Des paysages s'esquissent, sitôt effacés par l'oubli ou par la pluie : des Eaux-fortes, des Paysages tristes, visions venues d'Orient ou d'ailleurs, des ballades allemandes, inquiétantes, comme dans "Cauchemar". le fantastique s'invite comme dans "Mon rêve familier", "étrange et pénétrant" où reviennent les "aimés que la Vie exila" ; l'atmosphère est parfois gothique, parfois grotesque.
Dans la "Nuit du Walpurgis classique",
Verlaine réécrit le
Faust de
Goethe mais il fait en sorte que le rituel prenne place dans un jardin à la Française "correct, ridicule et charmant". Ainsi s'attache-t-il au romantisme allemand pour mieux s'en détourner, de manière sarcastique.

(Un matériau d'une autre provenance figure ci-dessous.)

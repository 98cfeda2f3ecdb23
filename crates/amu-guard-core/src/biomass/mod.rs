//! Herd-level antimicrobial exposure.
//!
//! Biomass of one treatment is
//! `dose_amount × duration_days × population_count × weight_kg / 1000`,
//! with the weight taken from the treatment, then the entity, then the
//! species default table.

use std::collections::{BTreeMap, BTreeSet, HashMap};

use chrono::NaiveDate;
use serde::{Deserialize, Serialize};
use tracing::{debug, warn};

use crate::config::BiomassConfig;
use crate::db::DbResult;
use crate::store::BiomassSource;

/// Treatment fields needed for biomass, joined with entity and farm.
#[derive(Debug, Clone, Serialize, Deserialize, PartialEq)]
pub struct BiomassInput {
    pub treatment_id: String,
    pub farm_id: String,
    pub species: String,
    pub state: Option<String>,
    pub district: Option<String>,
    pub start_date: NaiveDate,
    pub dose_amount: f64,
    pub duration_days: u32,
    pub population_count: u32,
    pub treatment_weight_kg: Option<f64>,
    pub entity_weight_kg: Option<f64>,
}

/// Selection applied before aggregation. Date bounds are inclusive.
#[derive(Debug, Clone, Default, Serialize, Deserialize, PartialEq)]
pub struct BiomassFilter {
    pub from: Option<NaiveDate>,
    pub to: Option<NaiveDate>,
    pub state: Option<String>,
    pub district: Option<String>,
    pub species: Option<String>,
}

impl BiomassFilter {
    pub fn between(from: NaiveDate, to: NaiveDate) -> Self {
        Self {
            from: Some(from),
            to: Some(to),
            ..Self::default()
        }
    }

    pub fn matches(&self, input: &BiomassInput) -> bool {
        if self.from.is_some_and(|from| input.start_date < from) {
            return false;
        }
        if self.to.is_some_and(|to| input.start_date > to) {
            return false;
        }
        name_matches(self.state.as_deref(), input.state.as_deref())
            && name_matches(self.district.as_deref(), input.district.as_deref())
            && name_matches(self.species.as_deref(), Some(input.species.as_str()))
    }
}

fn name_matches(wanted: Option<&str>, actual: Option<&str>) -> bool {
    match wanted.map(str::trim).filter(|w| !w.is_empty()) {
        None => true,
        Some(wanted) => actual.is_some_and(|a| a.trim().eq_ignore_ascii_case(wanted)),
    }
}

#[derive(Debug, Clone, Copy, Serialize, Deserialize, PartialEq, Eq, Hash)]
#[serde(rename_all = "snake_case")]
pub enum BiomassGrouping {
    Species,
    Farm,
    /// `YYYY-MM` of the start date
    Month,
    State,
    District,
}

impl BiomassGrouping {
    pub fn as_str(&self) -> &'static str {
        match self {
            Self::Species => "species",
            Self::Farm => "farm",
            Self::Month => "month",
            Self::State => "state",
            Self::District => "district",
        }
    }

    pub fn parse(s: &str) -> Option<Self> {
        match s.trim().to_lowercase().as_str() {
            "species" => Some(Self::Species),
            "farm" => Some(Self::Farm),
            "month" => Some(Self::Month),
            "state" => Some(Self::State),
            "district" => Some(Self::District),
            _ => None,
        }
    }

    fn key(&self, input: &BiomassInput) -> String {
        let key = match self {
            Self::Species => Some(input.species.trim().to_lowercase()),
            Self::Farm => Some(input.farm_id.clone()),
            Self::Month => Some(input.start_date.format("%Y-%m").to_string()),
            Self::State => input.state.clone(),
            Self::District => input.district.clone(),
        };
        key.filter(|k| !k.trim().is_empty())
            .unwrap_or_else(|| UNKNOWN_KEY.to_string())
    }
}

/// Group key used when a location field is missing.
pub const UNKNOWN_KEY: &str = "unknown";

#[derive(Debug, Clone, Serialize, Deserialize, PartialEq)]
pub struct BiomassRow {
    pub key: String,
    pub treatment_count: u32,
    pub biomass_kg: f64,
}

#[derive(Debug, Clone, Serialize, Deserialize, PartialEq)]
pub struct BiomassReport {
    pub grouping: BiomassGrouping,
    /// Ordered by biomass descending, then key
    pub rows: Vec<BiomassRow>,
    pub total_biomass_kg: f64,
    pub treatment_count: u32,
    pub distinct_farms: u32,
    /// Mean resolved weight over counted treatments
    pub mean_weight_kg: Option<f64>,
    /// Treatments left out because no weight could be resolved
    pub skipped_treatments: Vec<String>,
}

/// `dose × duration × population × weight / 1000`.
pub fn biomass_kg(dose_amount: f64, duration_days: u32, population_count: u32, weight_kg: f64) -> f64 {
    dose_amount * f64::from(duration_days) * f64::from(population_count) * weight_kg / 1000.0
}

pub struct BiomassAggregator {
    default_weights: HashMap<String, f64>,
}

impl BiomassAggregator {
    pub fn new(default_weights: impl IntoIterator<Item = (String, f64)>) -> Self {
        Self {
            default_weights: default_weights
                .into_iter()
                .map(|(species, weight)| (species.trim().to_lowercase(), weight))
                .collect(),
        }
    }

    pub fn from_config(config: &BiomassConfig) -> Self {
        Self::new(config.default_weights_kg.clone())
    }

    /// Treatment weight, then entity weight, then the species default.
    pub fn resolve_weight(&self, input: &BiomassInput) -> Option<f64> {
        let usable = |w: &f64| w.is_finite() && *w > 0.0;
        input
            .treatment_weight_kg
            .filter(usable)
            .or(input.entity_weight_kg.filter(usable))
            .or_else(|| {
                self.default_weights
                    .get(&input.species.trim().to_lowercase())
                    .copied()
                    .filter(usable)
            })
    }

    pub fn aggregate(&self, inputs: &[BiomassInput], grouping: BiomassGrouping) -> BiomassReport {
        let mut groups: BTreeMap<String, (u32, f64)> = BTreeMap::new();
        let mut farms = BTreeSet::new();
        let mut skipped = Vec::new();
        let mut total = 0.0;
        let mut weight_sum = 0.0;
        let mut counted = 0u32;

        for input in inputs {
            let Some(weight) = self.resolve_weight(input) else {
                skipped.push(input.treatment_id.clone());
                continue;
            };
            let mass = biomass_kg(
                input.dose_amount,
                input.duration_days,
                input.population_count,
                weight,
            );
            let group = groups.entry(grouping.key(input)).or_insert((0, 0.0));
            group.0 += 1;
            group.1 += mass;

            total += mass;
            weight_sum += weight;
            counted += 1;
            farms.insert(input.farm_id.as_str());
        }

        if !skipped.is_empty() {
            warn!(
                count = skipped.len(),
                "Treatments without a resolvable weight left out of biomass"
            );
        }

        let mut rows: Vec<BiomassRow> = groups
            .into_iter()
            .map(|(key, (treatment_count, biomass_kg))| BiomassRow {
                key,
                treatment_count,
                biomass_kg,
            })
            .collect();
        // BTreeMap order already sorts keys; a stable sort keeps it on ties.
        rows.sort_by(|a, b| b.biomass_kg.total_cmp(&a.biomass_kg));

        debug!(grouping = grouping.as_str(), groups = rows.len(), total, "Aggregated biomass");

        BiomassReport {
            grouping,
            rows,
            total_biomass_kg: total,
            treatment_count: counted,
            distinct_farms: farms.len() as u32,
            mean_weight_kg: (counted > 0).then(|| weight_sum / f64::from(counted)),
            skipped_treatments: skipped,
        }
    }

    /// Fetch from `source` and aggregate.
    pub fn report<S: BiomassSource + ?Sized>(
        &self,
        source: &S,
        filter: &BiomassFilter,
        grouping: BiomassGrouping,
    ) -> DbResult<BiomassReport> {
        let inputs = source.biomass_inputs(filter)?;
        Ok(self.aggregate(&inputs, grouping))
    }
}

Là où il fait plus encore preuve d'humour, c'est lorsqu'il se fait capricieux ( "Caprices"). "Femme et chatte" fait de la femme une baudelairienne dans son boudoir, boudeuse, l'
amour se fait plus loin candide pour ressortir libertin, et la "grande dame" (on soulignera l'adjectif respectueux), "reine ou courtisane", belle "à damner les saints", se fait cravacher la face à la fin de son poème. L'Idéal se heurte à la désillusion qui engendre le Spleen, là est
Verlaine et le cynisme de son siècle.
Mais le poète bien que suranné parce que n'écrivant que sur les feuilles mortes de l'automne crée un rythme lancinant, "indolent comme un vers". La postérité retiendra avec raison les poèmes populaires de
Verlaine qui laissent songeurs : "Mon rêve familier" et "Chanson d'automne" : des poèmes sentimentaux, musicaux, simples et complexes à la fois où la mélodie s'envole nostalgique, prenante, envoûtante (que c'est beau les sanglots longs des violons de l'automne) mais j'aime beaucoup aussi, ce "Nocturne parisien" pour ce cri du coeur de l'orgue de barbarie qui me rappelle certaines chansons d'
Edith Piaf.
Verlaine donne le la, comme l'orgue de barbarie :
"— Puis, tout à coup, ainsi qu'un ténor effaré
Lançant dans l'air bruni son cri désespéré,
Son cri qui se lamente, et se prolonge, et crie,
Éclate en quelque coin l'orgue de Barbarie :
Il brame un de ces airs, romances ou polkas,
Qu'enfants nous tapotions sur nos harmonicas
Et qui font, lents ou vifs, réjouissants ou tristes,
Vibrer l'âme aux proscrits, aux femmes, aux artistes.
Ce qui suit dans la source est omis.